Crops that cool
Could shinier farmland help combat global warming?
A team of researchers at the University of Bristol, UK, is suggesting that changing the crops farmers grow might help to cool the planet by reflecting more sunlight.
Plants with waxy coatings on their leaves reflect more sunlight than their plainer-surfaced relatives. If more-reflective variants were planted in place of less-reflective ones, the albedo – the proportion of sunlight reflected back into space – of cropland would increase. Other things being equal, that would cool Earth's surface.
Andy Ridgwell and his colleagues suggest that manipulating the waxiness of crops through traditional breeding techniques or genetic modification should raise their albedo by about 20%, from 0.2 to 0.24. On the basis of climate modelling they calculate that the planet would cool by a modest 0.11 ºC. "It's very small on the global average," says Ridgwell. But "what is more important is the summertime effect in specific regions". The mid-latitudes of North America and Eurasia could cool by as much as 1 °C in June, July and August, according to the models. Ridgwell and his colleagues report their results in Current Biology1.

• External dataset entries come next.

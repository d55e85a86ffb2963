//! PostgreSQL-backed [`UserStore`] implementation using Diesel.

use async_trait::async_trait;
use diesel::prelude::*;
use diesel::upsert::excluded;
use diesel_async::RunQueryDsl;

use crate::domain::ids::{BookingId, UserId};
use crate::domain::ports::{IdentityProfile, Page, StoreError, UserStore};
use crate::domain::{Booking, User};

use super::models::{NewUserRow, UserRow, row_to_user};
use super::pool::DbPool;
use super::schema::users;
use super::{booking_page_query, map_pool_error};

/// Diesel-backed implementation of the [`UserStore`] port.
#[derive(Clone)]
pub struct DieselUserStore {
    pool: DbPool,
}

impl DieselUserStore {
    /// Create a new store with the given connection pool.
    pub fn new(pool: DbPool) -> Self {
        Self { pool }
    }
}

#[async_trait]
impl UserStore for DieselUserStore {
    async fn find(&self, id: &UserId) -> Result<Option<User>, StoreError> {
        let mut conn = self.pool.get().await.map_err(map_pool_error)?;
        let row = users::table
            .find(id.as_str())
            .select(UserRow::as_select())
            .first(&mut conn)
            .await
            .optional()?;
        row.map(row_to_user).transpose()
    }

    async fn find_by_id_and_token(
        &self,
        id: &UserId,
        token: &str,
    ) -> Result<Option<User>, StoreError> {
        let mut conn = self.pool.get().await.map_err(map_pool_error)?;
        let row = users::table
            .filter(users::id.eq(id.as_str()))
            .filter(users::token.eq(token))
            .select(UserRow::as_select())
            .first(&mut conn)
            .await
            .optional()?;
        row.map(row_to_user).transpose()
    }

    async fn upsert_identity(
        &self,
        profile: &IdentityProfile,
        token: &str,
    ) -> Result<User, StoreError> {
        let mut conn = self.pool.get().await.map_err(map_pool_error)?;
        let new_row = NewUserRow {
            id: profile.id.as_str(),
            name: &profile.name,
            token,
            avatar: &profile.avatar,
            contact: &profile.contact,
            income: 0,
            bookings: Vec::new(),
            listings: Vec::new(),
        };
        let row: UserRow = diesel::insert_into(users::table)
            .values(&new_row)
            .on_conflict(users::id)
            .do_update()
            .set((
                users::name.eq(excluded(users::name)),
                users::avatar.eq(excluded(users::avatar)),
                users::contact.eq(excluded(users::contact)),
                users::token.eq(excluded(users::token)),
            ))
            .returning(UserRow::as_returning())
            .get_result(&mut conn)
            .await?;
        row_to_user(row)
    }

    async fn rotate_token(
        &self,
        id: &UserId,
        token: &str,
    ) -> Result<Option<User>, StoreError> {
        let mut conn = self.pool.get().await.map_err(map_pool_error)?;
        let row = diesel::update(users::table.find(id.as_str()))
            .set(users::token.eq(token))
            .returning(UserRow::as_returning())
            .get_result(&mut conn)
            .await
            .optional()?;
        row.map(row_to_user).transpose()
    }

    async fn set_wallet(
        &self,
        id: &UserId,
        wallet_id: Option<String>,
    ) -> Result<Option<User>, StoreError> {
        let mut conn = self.pool.get().await.map_err(map_pool_error)?;
        let row = diesel::update(users::table.find(id.as_str()))
            .set(users::wallet_id.eq(wallet_id))
            .returning(UserRow::as_returning())
            .get_result(&mut conn)
            .await
            .optional()?;
        row.map(row_to_user).transpose()
    }

    async fn bookings_page(
        &self,
        ids: &[BookingId],
        page: Page,
    ) -> Result<Vec<Booking>, StoreError> {
        let mut conn = self.pool.get().await.map_err(map_pool_error)?;
        booking_page_query(&mut conn, ids, page).await
    }
}
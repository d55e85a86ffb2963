//! Diesel table definitions for the PostgreSQL schema.
//!
//! These definitions must match the database migrations exactly; Diesel uses
//! them for compile-time query validation and type-safe SQL generation.

diesel::table! {
    /// Marketplace users.
    ///
    /// The `id` column carries the identity provider's stable id, so a login
    /// from a fresh device finds the same record.
    users (id) {
        id -> Text,
        name -> Text,
        /// Current session CSRF token.
        token -> Text,
        avatar -> Text,
        contact -> Text,
        /// Connected payment-gateway account, once onboarding completes.
        wallet_id -> Nullable<Text>,
        /// Lifetime host earnings in the smallest currency unit.
        income -> Int8,
        /// Booking ids where this user is the tenant, oldest first.
        bookings -> Array<Text>,
        /// Listing ids where this user is the host, oldest first.
        listings -> Array<Text>,
        created_at -> Timestamptz,
    }
}

diesel::table! {
    /// Bookable properties.
    listings (id) {
        id -> Text,
        title -> Text,
        description -> Text,
        image -> Text,
        host -> Text,
        listing_type -> Text,
        address -> Text,
        country -> Text,
        admin -> Text,
        city -> Text,
        /// Nightly price in the smallest currency unit.
        price -> Int8,
        num_of_guests -> Int4,
        /// Booking ids against this listing, oldest first.
        bookings -> Array<Text>,
        /// Denormalised year → month → day booked-day index.
        bookings_index -> Jsonb,
        created_at -> Timestamptz,
    }
}

diesel::table! {
    /// Confirmed stays.
    bookings (id) {
        id -> Text,
        listing -> Text,
        tenant -> Text,
        check_in -> Date,
        check_out -> Date,
        created_at -> Timestamptz,
    }
}

diesel::allow_tables_to_appear_in_same_query!(users, listings, bookings);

The models also show pronounced cooling in the North Atlantic Ocean and the Barents Sea in the wintertime — which might have a positive effect on sea ice — but a drying out of the soil in some parts of the subtropics. Ridgwell points out that climate models do not predict future precipitation well on a regional basis and treats the latter results more as evidence that there might be effects far from the fields being changed than as a clear indication that there would be damaging consequences.
Shining solution
Various schemes to increase Earth's albedo have been suggested, including injecting aerosol particles into the stratosphere and increasing the reflectivity of clouds over the ocean. Although Ridgwell's approach is less powerful than some previous suggestions, he says that the leaf-albedo idea is probably much easier to implement. "Agriculture is already a globally coordinated undertaking," he points out. Subsidies and other economic considerations can change the types of crop that farmers plant quite quickly.
It is, however, hard to get farmers to plant crops that have lower yields than they are used to, and some think this could be a fatal flaw in the scheme. "The first thing you think about is that it will detrimental to photosynthesis," says Tim Lenton, an Earth-systems scientist at the University of East Anglia, UK.
"Increasing shininess will reduce production, full stop," says Colin Prentice, an Earth-systems scientist at Bristol who was not involved in the work. "We really do not need anything that reduces primary production."
But Ridgwell argues that reports in the scientific literature show that differences in waxiness do not necessarily mean differences in productivity. More and less waxy varieties of barley, for instance, produce much the same yields. And experiments have shown that spraying kaolin on leaf canopies to increase their albedo does not reduce the yield.
Ridgwell and his colleagues would now like to do some practical research on the albedos of various varieties of crop plant, perhaps including fuel crops, and how they might be altered. They are also thinking of trying much higher resolution climate modelling to see whether more-reflective crops could have specific regional benefits by reducing the likelihood of extreme events, such as the 2003 European heatwave.
Cool reflection
The idea that what goes on on farms can alter climate is not new, and by the standards of what has gone before the Bristol idea is quite modest. Calculations by Richard Betts of the UK Met Office and his colleagues have suggested that the clearance of forests (which are darker) to make way for croplands (which are lighter) has cooled agricultural regions in the northern mid-latitudes by up to 2 °C over the past 250 years2.
And in 2007, Robert Hamwey of the Centre for Economic and Ecological Studies in Geneva, Switzerland, looked at changing the albedo of Earth's grasslands by encouraging plants with particular leaf geometries3.
Such plans are in no way a solution, cautions Ken Caldeira of the Carnegie Institution in Stanford, California. "This kind of approach will be at best a minor niche player in our overall response to the climate-carbon problem. That said, if there are cheap and easy things to do, they might be worth doing if they help a little bit and doing them does not create some kind of greater harm."
Lenton thinks that more such ideas, and all sorts of other geoengineering schemes, will be suggested in the years to come, and wants to put in place new systems for judging their potential benefits and costs. Despite some resistance to such research, "it isn't going to go away", he says, and "nor should it". Lenton and his colleagues at East Anglia are now developing a centre for such evaluation likely to be known as the Geo-Engineering Assessment Research (GEAR) unit.
Ridgwell hopes to give them more to evaluate. A former Greenpeace activist, he has no qualms about looking at ways to minimize the effects of climate change, even while being adamant that they cannot replace the imperative need to cut carbon emissions. "If it is low cost but it has some impact," he says, "why not look at it?"
References
- Ridgwell, A., Singarayer, J. S., Hetherington, A. M. & Valdes, P. J. Curr. Biol. 19, 1–5 (2009).
- Betts, R. A., Falloon, P. D., Goldewijk, K. K. & Ramankutty, N. Agric. For. Meteorol. 142, 216–233 (2007).
- Hamwey, R. M. Mitig. Adapt. Strat. Glob. Change 12, 419–439 (2007).